The development of new active compounds in medicine can take many years and potentially cost billions of euros. An international team of scientists with the participation of researchers from Freie Universität Berlin and Technische Universität Berlin has now succeeded in developing a platform that can examine billions of potentially active compounds in the shortest possible time. The results of the research project were published in the renowned Nature journal. Inspired by the corona pandemic, the researchers have now started to use this platform to search for potentially active compounds that could block the coronavirus proteins.

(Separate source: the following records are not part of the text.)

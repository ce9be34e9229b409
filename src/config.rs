//! Application configuration loaded from the environment

use crate::error::{LinkSwipeError, Result};
use crate::links::DEFAULT_LINK_LIMIT;
use std::path::PathBuf;
use std::time::Duration;
use tracing::debug;

pub const ENV_BACKEND_URL: &str = "LINKSWIPE_BACKEND_URL";
pub const ENV_BACKEND_KEY: &str = "LINKSWIPE_BACKEND_KEY";
pub const ENV_DATA_DIR: &str = "LINKSWIPE_DATA_DIR";
pub const ENV_LINK_LIMIT: &str = "LINKSWIPE_LINK_LIMIT";
pub const ENV_PREVIEW_TIMEOUT_SECS: &str = "LINKSWIPE_PREVIEW_TIMEOUT_SECS";

const DEFAULT_PREVIEW_TIMEOUT: Duration = Duration::from_secs(10);

#[derive(Debug, Clone, PartialEq)]
pub struct AppConfig {
    /// Base URL of the hosted backend
    pub backend_url: String,

    /// Public (anonymous) API key of the backend project
    pub backend_key: String,

    /// Directory for local persistence
    pub data_dir: PathBuf,

    /// Maximum number of links per list read
    pub link_limit: usize,

    pub preview_timeout: Duration,
}

impl AppConfig {
    /// Load `.env` if present, then read the process environment
    pub fn from_env() -> Result<Self> {
        if let Ok(path) = dotenv::dotenv() {
            debug!("Loaded environment from {}", path.display());
        }
        Self::from_vars(|name| std::env::var(name).ok())
    }

    /// Build from an arbitrary variable lookup
    pub fn from_vars<F>(lookup: F) -> Result<Self>
    where
        F: Fn(&str) -> Option<String>,
    {
        let required = |name: &str| {
            lookup(name)
                .filter(|v| !v.trim().is_empty())
                .ok_or_else(|| LinkSwipeError::ConfigError(format!("{} is not set", name)))
        };

        let data_dir = match lookup(ENV_DATA_DIR).filter(|v| !v.trim().is_empty()) {
            Some(dir) => PathBuf::from(dir),
            None => default_data_dir()?,
        };

        let link_limit = match lookup(ENV_LINK_LIMIT) {
            Some(raw) => parse_number(ENV_LINK_LIMIT, &raw)?,
            None => DEFAULT_LINK_LIMIT,
        };

        let preview_timeout = match lookup(ENV_PREVIEW_TIMEOUT_SECS) {
            Some(raw) => Duration::from_secs(parse_number(ENV_PREVIEW_TIMEOUT_SECS, &raw)? as u64),
            None => DEFAULT_PREVIEW_TIMEOUT,
        };

        let config = Self {
            backend_url: required(ENV_BACKEND_URL)?.trim().trim_end_matches('/').to_string(),
            backend_key: required(ENV_BACKEND_KEY)?.trim().to_string(),
            data_dir,
            link_limit,
            preview_timeout,
        };
        config.validate()?;
        Ok(config)
    }

    pub fn validate(&self) -> Result<()> {
        if !(self.backend_url.starts_with("https://") || self.backend_url.starts_with("http://")) {
            return Err(LinkSwipeError::ConfigError(format!(
                "{} must be an http(s) URL, got '{}'",
                ENV_BACKEND_URL, self.backend_url
            )));
        }
        if self.backend_key.is_empty() {
            return Err(LinkSwipeError::ConfigError(format!("{} is empty", ENV_BACKEND_KEY)));
        }
        if self.link_limit == 0 {
            return Err(LinkSwipeError::ConfigError(format!(
                "{} must be greater than 0",
                ENV_LINK_LIMIT
            )));
        }
        if self.preview_timeout.is_zero() {
            return Err(LinkSwipeError::ConfigError(format!(
                "{} must be greater than 0",
                ENV_PREVIEW_TIMEOUT_SECS
            )));
        }
        Ok(())
    }
}

fn parse_number(name: &str, raw: &str) -> Result<usize> {
    raw.trim()
        .parse()
        .map_err(|_| LinkSwipeError::ConfigError(format!("{} is not a number: '{}'", name, raw)))
}

fn default_data_dir() -> Result<PathBuf> {
    dirs::data_dir()
        .map(|dir| dir.join("linkswipe"))
        .ok_or_else(|| {
            LinkSwipeError::ConfigError(format!(
                "no platform data directory; set {}",
                ENV_DATA_DIR
            ))
        })
}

The main results of the publication are based on the dissertation of Christoph Gorgulla, who is an alumnus of the Berlin Mathematical School (BMS). He received his PhD from FU Berlin with a scholarship from the Einstein Center for Mathematics (ECMath). Currently, he is a postdoctoral research fellow at Harvard University. MATH+ member Konstantin Fackeldey is also part of the project team. He is a private lecturer at the Institute of Mathematics at TU Berlin, and he cooperates with the Zuse Institut Berlin in the framework of the MATH+ Cluster of Excellence.